Source information START

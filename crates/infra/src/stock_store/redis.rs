//! Redis-backed counter store.
//!
//! The check-and-transfer runs as a server-evaluated Lua script, so Redis
//! serializes it against every other command. The script handle is built
//! once per store; `invoke` sends EVALSHA and falls back to loading the
//! script when the server does not know its hash yet.

use std::fmt;
use std::time::Duration;

use async_trait::async_trait;
use tokio::sync::OnceCell;
use tracing::{debug, instrument};

use stockres_inventory::{ReservationOutcome, ReservationRequest, StockKeys, StockLevels};

use super::r#trait::{AsyncStockStore, StockStore, StockStoreError};
use super::script::RESERVE_STOCK;
use crate::config::RedisConfig;

pub struct RedisStockStore {
    client: redis::Client,
    script: redis::Script,
    connect_timeout: Duration,
    io_timeout: Duration,
    manager: OnceCell<redis::aio::ConnectionManager>,
}

impl fmt::Debug for RedisStockStore {
    fn fmt(&self, f: &mut fmt::Formatter<'_>) -> fmt::Result {
        f.debug_struct("RedisStockStore")
            .field("addr", &self.client.get_connection_info().addr)
            .field("script_hash", &self.script.get_hash())
            .field("connect_timeout", &self.connect_timeout)
            .field("io_timeout", &self.io_timeout)
            .finish()
    }
}

impl RedisStockStore {
    /// Build a store from connection parameters. Does not connect yet.
    pub fn new(config: &RedisConfig) -> Result<Self, StockStoreError> {
        let client = redis::Client::open(config.connection_info())
            .map_err(|e| StockStoreError::Connection(e.to_string()))?;

        Ok(Self::with_client(client, config.connect_timeout, config.io_timeout))
    }

    /// Build a store from a URL (e.g. `redis://localhost:6379/15`) with the
    /// default connect and I/O timeouts of [`RedisConfig`].
    pub fn from_url(redis_url: impl AsRef<str>) -> Result<Self, StockStoreError> {
        Self::from_url_with(redis_url, &RedisConfig::default())
    }

    /// Build a store from a URL, taking only the timeouts from `config`.
    /// Address, database and credentials come from the URL.
    pub fn from_url_with(
        redis_url: impl AsRef<str>,
        config: &RedisConfig,
    ) -> Result<Self, StockStoreError> {
        let client = redis::Client::open(redis_url.as_ref())
            .map_err(|e| StockStoreError::Connection(e.to_string()))?;

        Ok(Self::with_client(client, config.connect_timeout, config.io_timeout))
    }

    fn with_client(client: redis::Client, connect_timeout: Duration, io_timeout: Duration) -> Self {
        Self {
            client,
            script: redis::Script::new(RESERVE_STOCK),
            connect_timeout,
            io_timeout,
            manager: OnceCell::new(),
        }
    }

    fn connection(&self) -> Result<redis::Connection, StockStoreError> {
        let conn = self
            .client
            .get_connection_with_timeout(self.connect_timeout)
            .map_err(map_redis_error)?;
        conn.set_read_timeout(Some(self.io_timeout))
            .map_err(map_redis_error)?;
        conn.set_write_timeout(Some(self.io_timeout))
            .map_err(map_redis_error)?;
        Ok(conn)
    }

    async fn async_connection(&self) -> Result<redis::aio::ConnectionManager, StockStoreError> {
        let manager = self
            .manager
            .get_or_try_init(|| async {
                let connect = redis::aio::ConnectionManager::new(self.client.clone());
                tokio::time::timeout(self.connect_timeout, connect)
                    .await
                    .map_err(|_| StockStoreError::Timeout("connect timed out".to_string()))?
                    .map_err(map_redis_error)
            })
            .await?;
        Ok(manager.clone())
    }
}

impl StockStore for RedisStockStore {
    #[instrument(
        skip(self, request),
        fields(
            available_key = %request.keys.available(),
            reserved_key = %request.keys.reserved(),
            amount = request.amount.get()
        ),
        err
    )]
    fn reserve(&self, request: &ReservationRequest) -> Result<ReservationOutcome, StockStoreError> {
        let mut conn = self.connection()?;

        let reply: redis::Value = self
            .script
            .key(request.keys.available().as_str())
            .key(request.keys.reserved().as_str())
            .arg(request.amount.get())
            .invoke(&mut conn)
            .map_err(map_redis_error)?;

        debug!(?reply, "reservation script replied");
        parse_reply(reply)
    }

    #[instrument(skip(self), err)]
    fn levels(&self, keys: &StockKeys) -> Result<Option<StockLevels>, StockStoreError> {
        let mut conn = self.connection()?;

        // MGET is a single command, so both values come from the same state.
        let (available, reserved): (Option<i64>, Option<i64>) = redis::cmd("MGET")
            .arg(keys.available().as_str())
            .arg(keys.reserved().as_str())
            .query(&mut conn)
            .map_err(map_redis_error)?;

        Ok(available.zip(reserved).map(|(a, r)| StockLevels::new(a, r)))
    }
}

#[async_trait]
impl AsyncStockStore for RedisStockStore {
    async fn reserve_async(
        &self,
        request: &ReservationRequest,
    ) -> Result<ReservationOutcome, StockStoreError> {
        let mut conn = self.async_connection().await?;

        let mut invocation = self.script.prepare_invoke();
        invocation
            .key(request.keys.available().as_str())
            .key(request.keys.reserved().as_str())
            .arg(request.amount.get());

        let reply = invocation.invoke_async::<_, redis::Value>(&mut conn);
        let reply = tokio::time::timeout(self.io_timeout, reply)
            .await
            .map_err(|_| StockStoreError::Timeout("reservation script timed out".to_string()))?
            .map_err(map_redis_error)?;

        parse_reply(reply)
    }

    async fn levels_async(&self, keys: &StockKeys) -> Result<Option<StockLevels>, StockStoreError> {
        let mut conn = self.async_connection().await?;

        let mut cmd = redis::cmd("MGET");
        cmd.arg(keys.available().as_str())
            .arg(keys.reserved().as_str());

        let reply = cmd.query_async::<_, (Option<i64>, Option<i64>)>(&mut conn);
        let (available, reserved) = tokio::time::timeout(self.io_timeout, reply)
            .await
            .map_err(|_| StockStoreError::Timeout("MGET timed out".to_string()))?
            .map_err(map_redis_error)?;

        Ok(available.zip(reserved).map(|(a, r)| StockLevels::new(a, r)))
    }
}

fn map_redis_error(err: redis::RedisError) -> StockStoreError {
    if err.is_timeout() {
        StockStoreError::Timeout(err.to_string())
    } else if err.is_io_error() || err.is_connection_refusal() || err.is_connection_dropped() {
        StockStoreError::Connection(err.to_string())
    } else if err.kind() == redis::ErrorKind::TypeError {
        StockStoreError::MalformedResponse(err.to_string())
    } else {
        StockStoreError::Command(err.to_string())
    }
}

/// Decode the script reply `[code, current_amount]`.
fn parse_reply(reply: redis::Value) -> Result<ReservationOutcome, StockStoreError> {
    let items = match reply {
        redis::Value::Bulk(items) => items,
        other => {
            return Err(StockStoreError::MalformedResponse(format!(
                "expected array reply, got {other:?}"
            )));
        }
    };

    let (code, amount) = match items.as_slice() {
        [code] => (code, None),
        [code, amount] => (code, Some(amount)),
        _ => {
            return Err(StockStoreError::MalformedResponse(format!(
                "expected 1 or 2 elements, got {}",
                items.len()
            )));
        }
    };

    let code = match code {
        redis::Value::Int(code) => *code,
        other => {
            return Err(StockStoreError::MalformedResponse(format!(
                "result code is not an integer: {other:?}"
            )));
        }
    };

    let amount = match amount {
        None | Some(redis::Value::Nil) => None,
        Some(redis::Value::Int(amount)) => Some(*amount),
        // Insufficient replies carry the counter exactly as stored.
        Some(redis::Value::Data(bytes)) => Some(parse_amount(bytes)?),
        Some(other) => {
            return Err(StockStoreError::MalformedResponse(format!(
                "current amount is not an integer: {other:?}"
            )));
        }
    };

    ReservationOutcome::from_wire(code, amount)
        .map_err(|e| StockStoreError::MalformedResponse(e.to_string()))
}

fn parse_amount(bytes: &[u8]) -> Result<i64, StockStoreError> {
    std::str::from_utf8(bytes)
        .ok()
        .and_then(|raw| raw.parse::<i64>().ok())
        .ok_or_else(|| {
            StockStoreError::MalformedResponse(format!(
                "current amount is not an integer: {:?}",
                String::from_utf8_lossy(bytes)
            ))
        })
}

Source information END

*What to do*.
The lines from the beginning of the records through the line containing "fn fmt(&self, f: &mut" should be reproduced exactly. Include nothing else.

*Reply*.
filename crates/infra/src/stock_store/redis.rs
//! Redis-backed counter store.
//!
//! The check-and-transfer runs as a server-evaluated Lua script, so Redis
//! serializes it against every other command. The script handle is built
//! once per store; `invoke` sends EVALSHA and falls back to loading the
//! script when the server does not know its hash yet.

use std::fmt;
use std::time::Duration;

use async_trait::async_trait;
use tokio::sync::OnceCell;
use tracing::{debug, instrument};

use stockres_inventory::{ReservationOutcome, ReservationRequest, StockKeys, StockLevels};

use super::r#trait::{AsyncStockStore, StockStore, StockStoreError};
use super::script::RESERVE_STOCK;
use crate::config::RedisConfig;

pub struct RedisStockStore {
    client: redis::Client,
    script: redis::Script,
    connect_timeout: Duration,
    io_timeout: Duration,
    manager: OnceCell<redis::aio::ConnectionManager>,
}

impl fmt::Debug for RedisStockStore {
    fn fmt(&self, f: &mut fmt::Formatter<'_>) -> fmt::Result {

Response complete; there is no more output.